At Royal Ascot in June Markab was dropped back in distance to five furlongs for the first time in his career when he contested the King's Stand Stakes. Starting at odds of 14/1 he started well and tracked the leaders before moving up to challenge in the final furlong and finished second of the twelve runners behind the five-year-old Equiano. In the Hackwood Stakes at Newbury in July he started favourite but after leading for most of the way he faded in the closing stages and finished sixth behind Regal Parade. On 4 September Markab was one of thirteen horses to contest the Group One Betfred Sprint Cup over six furlongs on good-to-firm ground at Haydock Park and started at odds of 12/1. Starspangledbanner was made favourite, whilst the other runners included Kingsgate Native, Regal Parade, Lady of the Desert (Lowther Stakes) and Borderlescott. Cosgrave sent the gelding into the lead from the start and set the pace on the stands-side (the right-hand side from the jockeys' viewpoint). Despite edging towards the centre of the track in the closing stages and won from Lady of the Desert, Genki, Kingsgate Native, Starspangledbanner and Regal Parade, all of whom were racing on the opposite side of the course. His winning time of 1:09.40 was a new course record, and he became the joint-oldest winner of the race equaling the achievement of Boldboy who won as a seven-year-old in 1977. After the race Henry Candy commented "He got jarred up a little at Ascot. He has now won a Group One and it is incredible. I'd say 99.9 per cent of horses his age don't carry on improving but he has, and still is. He's bigger and stronger than ever, a very happy horse".

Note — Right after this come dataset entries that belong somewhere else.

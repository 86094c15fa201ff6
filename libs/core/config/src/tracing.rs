use crate::Environment;
use tracing::{debug, info};
use tracing_subscriber::{prelude::*, EnvFilter};

/// Install color-eyre with a project-standard configuration.
///
/// Call this early in main() before any fallible operations. Safe to call multiple times.
pub fn install_color_eyre() {
    let _ = color_eyre::config::HookBuilder::default()
        .display_location_section(true)
        .display_env_section(false)
        .install();
}

/// Initialize tracing with environment-aware configuration and error span capture.
///
/// - **Production** (`APP_ENV=production`): flattened JSON events for log aggregation,
///   default filter `info`.
/// - **Development** (default): pretty output, default filter `debug`.
///
/// `RUST_LOG` overrides the default filter in both modes. Both modes install
/// `tracing_error::ErrorLayer` so eyre reports carry span traces.
///
/// Safe to call repeatedly: a second initialization is logged and skipped (common in tests).
pub fn init_tracing(environment: &Environment) {
    let default_directive = if environment.is_production() {
        "info"
    } else {
        "debug"
    };
    init_tracing_with_default(environment, default_directive);
}

/// Same as [`init_tracing`] with an explicit filter used when `RUST_LOG` is unset.
pub fn init_tracing_with_default(environment: &Environment, default_directive: &str) {
    let filter =
        EnvFilter::try_from_default_env().unwrap_or_else(|_| EnvFilter::new(default_directive));

    let result = if environment.is_production() {
        tracing_subscriber::registry()
            .with(
                tracing_subscriber::fmt::layer()
                    .json()
                    .with_target(false)
                    .flatten_event(true),
            )
            .with(tracing_error::ErrorLayer::default())
            .with(filter)
            .try_init()
    } else {
        tracing_subscriber::registry()
            .with(
                tracing_subscriber::fmt::layer()
                    .with_target(true)
                    .with_file(false)
                    .with_line_number(false)
                    .pretty(),
            )
            .with(tracing_error::ErrorLayer::default())
            .with(filter)
            .try_init()
    };

    match result {
        Ok(_) => {
            info!(environment = ?environment, "Tracing initialized");
        }
        Err(_) => {
            debug!("Tracing already initialized, skipping re-initialization");
        }
    }
}

#[cfg(test)]
mod tests {
    use super::*;

    #[test]
    fn test_init_tracing_development() {
        init_tracing(&Environment::Development);
    }

    #[test]
    fn test_init_tracing_production() {
        init_tracing(&Environment::Production);
    }

    #[test]
    fn test_init_tracing_multiple_calls() {
        let env = Environment::Development;
        init_tracing(&env);
        init_tracing_with_default(&env, "warn");
    }

    #[test]
    fn test_init_tracing_with_rust_log_env() {
        temp_env::with_var("RUST_LOG", Some("microservice=trace"), || {
            init_tracing(&Environment::Production);
        });
    }
}
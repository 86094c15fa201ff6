//! Error types for message processing and bus transport.

use std::fmt;
use std::time::Duration;
use thiserror::Error;

/// Error categories determine how a failed work unit is settled.
///
/// - **Transient**: temporary failure, left for redelivery with backoff
/// - **Permanent**: unrecoverable, terminated and dead-lettered immediately
/// - **RateLimited**: upstream throttling, redelivered honouring any retry-after hint
#[derive(Debug, Clone, Copy, PartialEq, Eq, Hash)]
pub enum ErrorCategory {
    Transient,
    Permanent,
    RateLimited,
}

impl ErrorCategory {
    /// Whether a message failing with this category may be redelivered.
    pub fn is_retryable(&self) -> bool {
        !matches!(self, ErrorCategory::Permanent)
    }

    /// Stable label for logs and metrics.
    pub fn as_str(&self) -> &'static str {
        match self {
            ErrorCategory::Transient => "transient",
            ErrorCategory::Permanent => "permanent",
            ErrorCategory::RateLimited => "rate_limited",
        }
    }
}

impl fmt::Display for ErrorCategory {
    fn fmt(&self, f: &mut fmt::Formatter<'_>) -> fmt::Result {
        f.write_str(self.as_str())
    }
}

/// Failure reported by business logic for one work unit.
///
/// Processors return this instead of throwing, so the consumer's ack decision is
/// a pure function of the returned category.
#[derive(Debug, Error)]
pub enum ProcessingError {
    /// Transient error (network timeout, temporary unavailability)
    #[error("transient error: {message}")]
    Transient {
        message: String,
        #[source]
        source: Option<Box<dyn std::error::Error + Send + Sync>>,
    },

    /// Permanent error (invalid data, business rule violation)
    #[error("permanent error: {message}")]
    Permanent {
        message: String,
        #[source]
        source: Option<Box<dyn std::error::Error + Send + Sync>>,
    },

    /// Rate limited by upstream service
    #[error("rate limited: {message}")]
    RateLimited {
        message: String,
        retry_after: Option<Duration>,
    },

    /// The processor has no handler for this kind of work
    #[error("work type '{work_type}' is not supported by this processor")]
    Unsupported { work_type: String },

    /// Serialization error inside business logic
    #[error("serialization error: {0}")]
    Serialization(#[from] serde_json::Error),
}

impl ProcessingError {
    pub fn transient(message: impl Into<String>) -> Self {
        Self::Transient {
            message: message.into(),
            source: None,
        }
    }

    pub fn transient_with_source(
        message: impl Into<String>,
        source: impl std::error::Error + Send + Sync + 'static,
    ) -> Self {
        Self::Transient {
            message: message.into(),
            source: Some(Box::new(source)),
        }
    }

    pub fn permanent(message: impl Into<String>) -> Self {
        Self::Permanent {
            message: message.into(),
            source: None,
        }
    }

    pub fn permanent_with_source(
        message: impl Into<String>,
        source: impl std::error::Error + Send + Sync + 'static,
    ) -> Self {
        Self::Permanent {
            message: message.into(),
            source: Some(Box::new(source)),
        }
    }

    pub fn rate_limited(message: impl Into<String>) -> Self {
        Self::RateLimited {
            message: message.into(),
            retry_after: None,
        }
    }

    pub fn rate_limited_with_retry(message: impl Into<String>, retry_after: Duration) -> Self {
        Self::RateLimited {
            message: message.into(),
            retry_after: Some(retry_after),
        }
    }

    pub fn unsupported(work_type: impl Into<String>) -> Self {
        Self::Unsupported {
            work_type: work_type.into(),
        }
    }

    /// Get the error category.
    pub fn category(&self) -> ErrorCategory {
        match self {
            ProcessingError::Transient { .. } => ErrorCategory::Transient,
            ProcessingError::Permanent { .. } => ErrorCategory::Permanent,
            ProcessingError::RateLimited { .. } => ErrorCategory::RateLimited,
            ProcessingError::Unsupported { .. } => ErrorCategory::Permanent,
            ProcessingError::Serialization(_) => ErrorCategory::Permanent,
        }
    }

    /// Retry-after hint supplied by a rate limited upstream, if any.
    pub fn retry_after(&self) -> Option<Duration> {
        match self {
            ProcessingError::RateLimited { retry_after, .. } => *retry_after,
            _ => None,
        }
    }
}

/// Error raised by the message bus itself (transport, streams, acknowledgements).
#[derive(Debug, Error)]
pub enum BusError {
    #[error("connection error: {0}")]
    Connection(String),

    #[error("request to '{subject}' timed out after {timeout:?}")]
    Timeout { subject: String, timeout: Duration },

    #[error("no responders on subject '{0}'")]
    NoResponders(String),

    #[error("stream not found: {0}")]
    StreamNotFound(String),

    #[error("consumer error: {0}")]
    Consumer(String),

    #[error("publish error: {0}")]
    Publish(String),

    #[error("subscribe error: {0}")]
    Subscribe(String),

    #[error("acknowledgement error: {0}")]
    Ack(String),

    #[error("message bus is closed")]
    Closed,
}

impl BusError {
    /// Whether retrying the same operation later can succeed.
    ///
    /// Missing streams and consumers are configuration problems; everything
    /// else may clear up after a reconnect.
    pub fn is_transient(&self) -> bool {
        !matches!(self, BusError::StreamNotFound(_))
    }

    pub fn consumer(msg: impl fmt::Display) -> Self {
        Self::Consumer(msg.to_string())
    }

    pub fn publish(msg: impl fmt::Display) -> Self {
        Self::Publish(msg.to_string())
    }

    pub fn ack(msg: impl fmt::Display) -> Self {
        Self::Ack(msg.to_string())
    }
}
//! NATS test infrastructure
//!
//! Provides a `TestNats` helper that runs a NATS container with JetStream and
//! hands out [`NatsBus`] handles connected to it.

use async_nats::Client;
use messaging::NatsBus;
use std::sync::Arc;
use testcontainers::runners::AsyncRunner;
use testcontainers::{ContainerAsync, ImageExt};
use testcontainers_modules::nats::Nats;

/// Test NATS wrapper that ensures proper cleanup
///
/// The container is stopped and removed when this struct is dropped.
///
/// ```no_run
/// use test_utils::TestNats;
///
/// # async fn example() {
/// let nats = TestNats::new().await;
/// let bus = nats.bus();
/// # }
/// ```
pub struct TestNats {
    #[allow(dead_code)]
    container: ContainerAsync<Nats>,
    client: Client,
    pub connection_string: String,
}

impl TestNats {
    /// Start NATS with JetStream enabled (`-js`).
    pub async fn new() -> Self {
        let nats_image = Nats::default().with_tag("latest").with_cmd(["-js"]);

        let container = nats_image
            .start()
            .await
            .expect("Failed to start NATS container");

        let host_port = container
            .get_host_port_ipv4(4222)
            .await
            .expect("Failed to get NATS port");

        let connection_string = format!("nats://127.0.0.1:{}", host_port);

        let client = async_nats::connect(&connection_string)
            .await
            .expect("Failed to connect to NATS");

        tracing::info!(port = host_port, "Test NATS ready with JetStream");

        Self {
            container,
            client,
            connection_string,
        }
    }

    /// A bus sharing this fixture's connection.
    pub fn bus(&self) -> Arc<NatsBus> {
        Arc::new(NatsBus::from_client(self.client.clone()))
    }

    /// A bus on a connection of its own, for producer/consumer separation.
    pub async fn connect_bus(&self, name: &str) -> Arc<NatsBus> {
        let bus = NatsBus::connect(&self.connection_string, Some(name))
            .await
            .expect("Failed to connect bus");
        Arc::new(bus)
    }

    pub fn client(&self) -> Client {
        self.client.clone()
    }

    pub fn connection_string(&self) -> &str {
        &self.connection_string
    }
}

impl Drop for TestNats {
    fn drop(&mut self) {
        tracing::debug!("Cleaning up test NATS container");
    }
}

#[cfg(test)]
mod tests {
    use super::*;
    use messaging::{ConsumerSpec, MessageBus, StreamSpec};
    use std::time::Duration;

    #[tokio::test]
    #[ignore = "requires Docker"]
    async fn test_request_reply_over_nats() {
        let nats = TestNats::new().await;
        let bus = nats.bus();

        let mut requests = bus.subscribe("echo.system").await.unwrap();
        let responder = nats.connect_bus("responder").await;
        tokio::spawn(async move {
            if let Some(message) = requests.next().await {
                if let Some(reply) = message.reply {
                    responder.publish(&reply, message.payload).await.unwrap();
                }
            }
        });

        let reply = bus
            .request("echo.system", b"hello".to_vec(), Duration::from_secs(5))
            .await
            .unwrap();
        assert_eq!(reply.payload, b"hello");
    }

    #[tokio::test]
    #[ignore = "requires Docker"]
    async fn test_work_stream_ack_is_not_redelivered() {
        let nats = TestNats::new().await;
        let bus = nats.bus();

        bus.ensure_stream(&StreamSpec::new("TEST_WORK", vec!["work.>".into()]))
            .await
            .unwrap();
        bus.publish_work(
            "work.sample",
            "id-1",
            br#"{"type":"sample","sampleField":"X"}"#.to_vec(),
        )
        .await
        .unwrap();

        let spec = ConsumerSpec {
            stream: "TEST_WORK".into(),
            durable_name: "sample-consumer".into(),
            filter_subject: "work.sample".into(),
            max_deliver: 5,
            ack_wait: Duration::from_secs(2),
        };
        let mut stream = bus.bind_work_stream(&spec).await.unwrap();

        let batch = stream.fetch(10, Duration::from_secs(1)).await.unwrap();
        assert_eq!(batch.len(), 1);
        for delivery in batch {
            assert_eq!(delivery.message_id(), Some("id-1"));
            delivery.ack().await.unwrap();
        }

        tokio::time::sleep(Duration::from_secs(3)).await;
        let again = stream.fetch(10, Duration::from_millis(500)).await.unwrap();
        assert!(again.is_empty());
    }

    #[tokio::test]
    #[ignore = "requires Docker"]
    async fn test_rebind_updates_consumer_configuration() {
        let nats = TestNats::new().await;
        let bus = nats.bus();
        bus.ensure_stream(&StreamSpec::new("TEST_REBIND", vec!["rebind.>".into()]))
            .await
            .unwrap();

        let spec = ConsumerSpec {
            stream: "TEST_REBIND".into(),
            durable_name: "rebind-consumer".into(),
            filter_subject: "rebind.sample".into(),
            max_deliver: 5,
            ack_wait: Duration::from_secs(30),
        };
        let first = bus.bind_work_stream(&spec).await.unwrap();
        first.close().await.unwrap();

        let changed = ConsumerSpec {
            max_deliver: 2,
            ack_wait: Duration::from_secs(10),
            ..spec
        };
        let _rebound = bus.bind_work_stream(&changed).await.unwrap();

        let jetstream = async_nats::jetstream::new(nats.client());
        let stream = jetstream.get_stream("TEST_REBIND").await.unwrap();
        let info = stream.consumer_info("rebind-consumer").await.unwrap();
        assert_eq!(info.config.max_deliver, 2);
        assert_eq!(info.config.ack_wait, Duration::from_secs(10));
    }
}
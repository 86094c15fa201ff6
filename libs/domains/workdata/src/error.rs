//! Error types for the work data domain.

use crate::models::WorkDataKind;
use std::path::PathBuf;
use thiserror::Error;

/// Why a work payload could not be turned into a [`WorkData`](crate::WorkData).
#[derive(Debug, Error)]
pub enum DecodeError {
    /// Not a JSON object at all.
    #[error("payload is not valid JSON: {0}")]
    InvalidJson(#[source] serde_json::Error),

    /// JSON without a string `type` discriminator.
    #[error("payload has no 'type' discriminator")]
    MissingType,

    /// Discriminator names a variant this binary does not know.
    #[error("unknown work data type '{0}'")]
    UnknownType(String),

    /// Known discriminator, but the fields do not fit the variant.
    #[error("malformed '{kind}' payload: {source}")]
    Malformed {
        kind: WorkDataKind,
        #[source]
        source: serde_json::Error,
    },
}

impl DecodeError {
    /// Schema mismatches cannot be fixed by redelivering the same bytes.
    pub fn is_schema_mismatch(&self) -> bool {
        !matches!(self, DecodeError::Malformed { .. })
    }

    /// The variant the payload claimed to be, when known.
    pub fn kind(&self) -> Option<WorkDataKind> {
        match self {
            DecodeError::Malformed { kind, .. } => Some(*kind),
            _ => None,
        }
    }
}

/// Errors loading or validating a microservice descriptor.
#[derive(Debug, Error)]
pub enum DescriptorError {
    #[error("failed to read descriptor from {path}: {source}")]
    Io {
        path: PathBuf,
        #[source]
        source: std::io::Error,
    },

    #[error("invalid descriptor JSON: {0}")]
    Json(#[from] serde_json::Error),

    #[error("expected system message of type 'descriptor', found '{0}'")]
    WrongType(String),

    #[error("descriptor field '{0}' must not be empty")]
    EmptyField(&'static str),
}

/// A descriptor and processor that do not fit together.
#[derive(Debug, Error, PartialEq, Eq)]
pub enum WiringError {
    #[error("descriptor lists unknown work data type '{0}'")]
    UnknownWorkData(String),

    #[error("processor '{processor}' does not handle work data type '{kind}' listed in the descriptor")]
    NotAccepted {
        processor: String,
        kind: WorkDataKind,
    },

    #[error("processor '{0}' accepts no work data types")]
    NothingAccepted(String),
}
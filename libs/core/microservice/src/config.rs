//! Configuration for the work consumer and the hosting process.

use core_config::nats::NatsConfig;
use core_config::{parse_env_or, ConfigError, Environment, FromEnv};
use messaging::{BackoffStrategy, ConsumerSpec, RetryPolicy, StreamSpec};
use std::path::PathBuf;
use std::time::Duration;

/// Default durable stream shared by the fleet.
pub const DEFAULT_STREAM_NAME: &str = "work";

/// Dead-letter stream name for a work stream (e.g. `work_DLQ`).
pub fn dead_letter_stream(stream_name: &str) -> String {
    format!("{}_DLQ", stream_name)
}

/// Dead-letter subject of one service.
pub fn dead_letter_subject(service_name: &str) -> String {
    format!("deadletter.{}", service_name)
}

/// Everything the pump needs to bind and drain one work subject.
#[derive(Debug, Clone)]
pub struct ConsumerSettings {
    /// Service name, used for the durable consumer and dead-letter subject
    pub service_name: String,

    /// Durable stream name
    pub stream_name: String,

    /// Work subject this service consumes
    pub subject: String,

    /// Durable consumer name (shared by every instance of the service)
    pub durable_name: String,

    /// Maximum deliveries before a message is treated as poison
    pub max_deliver: i64,

    /// Ack wait before the broker redelivers an unsettled message
    pub ack_wait: Duration,

    /// Bounded wait of one pull, so the pump notices termination
    pub fetch_timeout: Duration,

    /// Work units dispatched at once (1 keeps subject order)
    pub max_concurrent: usize,

    /// Publish terminated messages to the dead-letter stream
    pub dead_letter_enabled: bool,

    /// Consecutive bind or fetch failures tolerated before the pump gives up
    pub bind_attempts: u32,

    /// Delay between reconnect attempts
    pub reconnect_backoff: BackoffStrategy,

    /// Redelivery delays for retryable failures
    pub retry: RetryPolicy,
}

impl ConsumerSettings {
    /// Settings for `service_name` on `stream_name`, filtered to `subject`.
    pub fn new(
        service_name: impl Into<String>,
        stream_name: impl Into<String>,
        subject: impl Into<String>,
    ) -> Self {
        let service_name = service_name.into();
        Self {
            durable_name: format!("{}-consumer", service_name),
            service_name,
            stream_name: stream_name.into(),
            subject: subject.into(),
            max_deliver: 5,
            ack_wait: Duration::from_secs(30),
            fetch_timeout: Duration::from_secs(1),
            max_concurrent: 1,
            dead_letter_enabled: true,
            bind_attempts: 5,
            reconnect_backoff: BackoffStrategy::Exponential {
                base: Duration::from_millis(500),
                max: Duration::from_secs(10),
            },
            retry: RetryPolicy::default(),
        }
    }

    /// Set the durable consumer name.
    pub fn with_durable_name(mut self, name: impl Into<String>) -> Self {
        self.durable_name = name.into();
        self
    }

    /// Set the maximum deliveries.
    pub fn with_max_deliver(mut self, max_deliver: i64) -> Self {
        self.max_deliver = max_deliver;
        self
    }

    /// Set the ack wait.
    pub fn with_ack_wait(mut self, ack_wait: Duration) -> Self {
        self.ack_wait = ack_wait;
        self
    }

    /// Set the fetch timeout.
    pub fn with_fetch_timeout(mut self, timeout: Duration) -> Self {
        self.fetch_timeout = timeout;
        self
    }

    /// Set the maximum concurrent work units (at least one).
    pub fn with_max_concurrent(mut self, max: usize) -> Self {
        self.max_concurrent = max.max(1);
        self
    }

    /// Enable or disable dead-lettering.
    pub fn with_dead_letter(mut self, enabled: bool) -> Self {
        self.dead_letter_enabled = enabled;
        self
    }

    /// Set the bind attempts and reconnect backoff.
    pub fn with_reconnect(mut self, attempts: u32, backoff: BackoffStrategy) -> Self {
        self.bind_attempts = attempts.max(1);
        self.reconnect_backoff = backoff;
        self
    }

    /// Set the retry policy.
    pub fn with_retry(mut self, retry: RetryPolicy) -> Self {
        self.retry = retry;
        self
    }

    /// Stream definition ensured before binding.
    ///
    /// The stream captures the whole first subject token (`work.sample` → `work.>`)
    /// so services sharing it do not fight over its subject list.
    pub fn stream_spec(&self) -> StreamSpec {
        let subjects = match self.subject.split_once('.') {
            Some((prefix, _)) => vec![format!("{}.>", prefix)],
            None => vec![self.subject.clone()],
        };
        StreamSpec::new(self.stream_name.clone(), subjects)
    }

    /// Durable pull consumer definition.
    pub fn consumer_spec(&self) -> ConsumerSpec {
        ConsumerSpec {
            stream: self.stream_name.clone(),
            durable_name: self.durable_name.clone(),
            filter_subject: self.subject.clone(),
            max_deliver: self.max_deliver,
            ack_wait: self.ack_wait,
        }
    }

    /// Dead-letter stream definition (`<STREAM>_DLQ`, `deadletter.>`).
    pub fn dead_letter_stream_spec(&self) -> StreamSpec {
        StreamSpec::new(
            dead_letter_stream(&self.stream_name),
            vec!["deadletter.>".to_string()],
        )
        .with_max_messages(10_000)
        .with_max_age(Duration::from_secs(30 * 24 * 60 * 60))
    }

    pub fn dead_letter_subject(&self) -> String {
        dead_letter_subject(&self.service_name)
    }
}

/// Deployment configuration of a hosting process.
#[derive(Debug, Clone)]
pub struct ServiceConfig {
    pub environment: Environment,
    pub nats: NatsConfig,
    pub stream_name: String,
    /// Work subject; `work.<service>` when unset
    pub subject: Option<String>,
    /// Replaces the bundled descriptor version
    pub version_override: Option<String>,
    /// Descriptor file replacing the bundled one
    pub descriptor_path: Option<PathBuf>,
    pub max_deliver: i64,
    pub ack_wait: Duration,
    pub fetch_timeout: Duration,
    pub max_concurrent: usize,
    pub dead_letter_enabled: bool,
    pub health_port: u16,
}

impl Default for ServiceConfig {
    fn default() -> Self {
        Self {
            environment: Environment::Development,
            nats: NatsConfig::default(),
            stream_name: DEFAULT_STREAM_NAME.to_string(),
            subject: None,
            version_override: None,
            descriptor_path: None,
            max_deliver: 5,
            ack_wait: Duration::from_secs(30),
            fetch_timeout: Duration::from_secs(1),
            max_concurrent: 1,
            dead_letter_enabled: true,
            health_port: 8081,
        }
    }
}

impl ServiceConfig {
    /// Set the health server port.
    pub fn with_health_port(mut self, port: u16) -> Self {
        self.health_port = port;
        self
    }

    /// Set the work subject.
    pub fn with_subject(mut self, subject: impl Into<String>) -> Self {
        self.subject = Some(subject.into());
        self
    }

    /// Work subject of `service_name`.
    pub fn work_subject(&self, service_name: &str) -> String {
        self.subject
            .clone()
            .unwrap_or_else(|| format!("work.{}", service_name))
    }

    /// Consumer settings for `service_name`.
    pub fn consumer_settings(&self, service_name: &str) -> ConsumerSettings {
        ConsumerSettings::new(
            service_name,
            self.stream_name.clone(),
            self.work_subject(service_name),
        )
        .with_max_deliver(self.max_deliver)
        .with_ack_wait(self.ack_wait)
        .with_fetch_timeout(self.fetch_timeout)
        .with_max_concurrent(self.max_concurrent)
        .with_dead_letter(self.dead_letter_enabled)
    }
}

fn optional_env(key: &str) -> Option<String> {
    std::env::var(key)
        .ok()
        .map(|v| v.trim().to_string())
        .filter(|v| !v.is_empty())
}

impl FromEnv for ServiceConfig {
    fn from_env() -> Result<Self, ConfigError> {
        let defaults = Self::default();
        let ack_wait_secs: u64 = parse_env_or("WORK_ACK_WAIT_SECS", defaults.ack_wait.as_secs())?;
        let fetch_timeout_ms: u64 = parse_env_or(
            "WORK_FETCH_TIMEOUT_MS",
            defaults.fetch_timeout.as_millis() as u64,
        )?;
        let max_concurrent: usize = parse_env_or("WORK_MAX_CONCURRENT", defaults.max_concurrent)?;

        Ok(Self {
            environment: Environment::from_env(),
            nats: NatsConfig::from_env()?,
            stream_name: optional_env("NATS_STREAM_NAME").unwrap_or(defaults.stream_name),
            subject: optional_env("NATS_STREAM_SUBJECT"),
            version_override: optional_env("SERVICE_VERSION"),
            descriptor_path: optional_env("MICROSERVICE_DESCRIPTOR").map(PathBuf::from),
            max_deliver: parse_env_or("WORK_MAX_DELIVER", defaults.max_deliver)?,
            ack_wait: Duration::from_secs(ack_wait_secs),
            fetch_timeout: Duration::from_millis(fetch_timeout_ms),
            max_concurrent: max_concurrent.max(1),
            dead_letter_enabled: parse_env_or("WORK_DLQ_ENABLED", defaults.dead_letter_enabled)?,
            health_port: parse_env_or("HEALTH_PORT", defaults.health_port)?,
        })
    }
}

===2011 & 2012: later career===
Markab failed to win in five starts in 2011, when he raced in the colours of Mosaic Racing. In May he finished unplaced in both the Duke of York Stakes and the Temple Stakes, after which Dane O'Neill took over from Cosgrave as his regular jockey. The gelding produced his best effort of the season in July when he finished second to the Wokingham Stakes winner Deacon Blues in the Hackwood Stakes. In his two remaining races he finished unplaced behind Moonlight Cloud in the Prix Maurice de Gheest and then ran fourth when favourite for the Listed Starlit Stakes at Goodwood in September.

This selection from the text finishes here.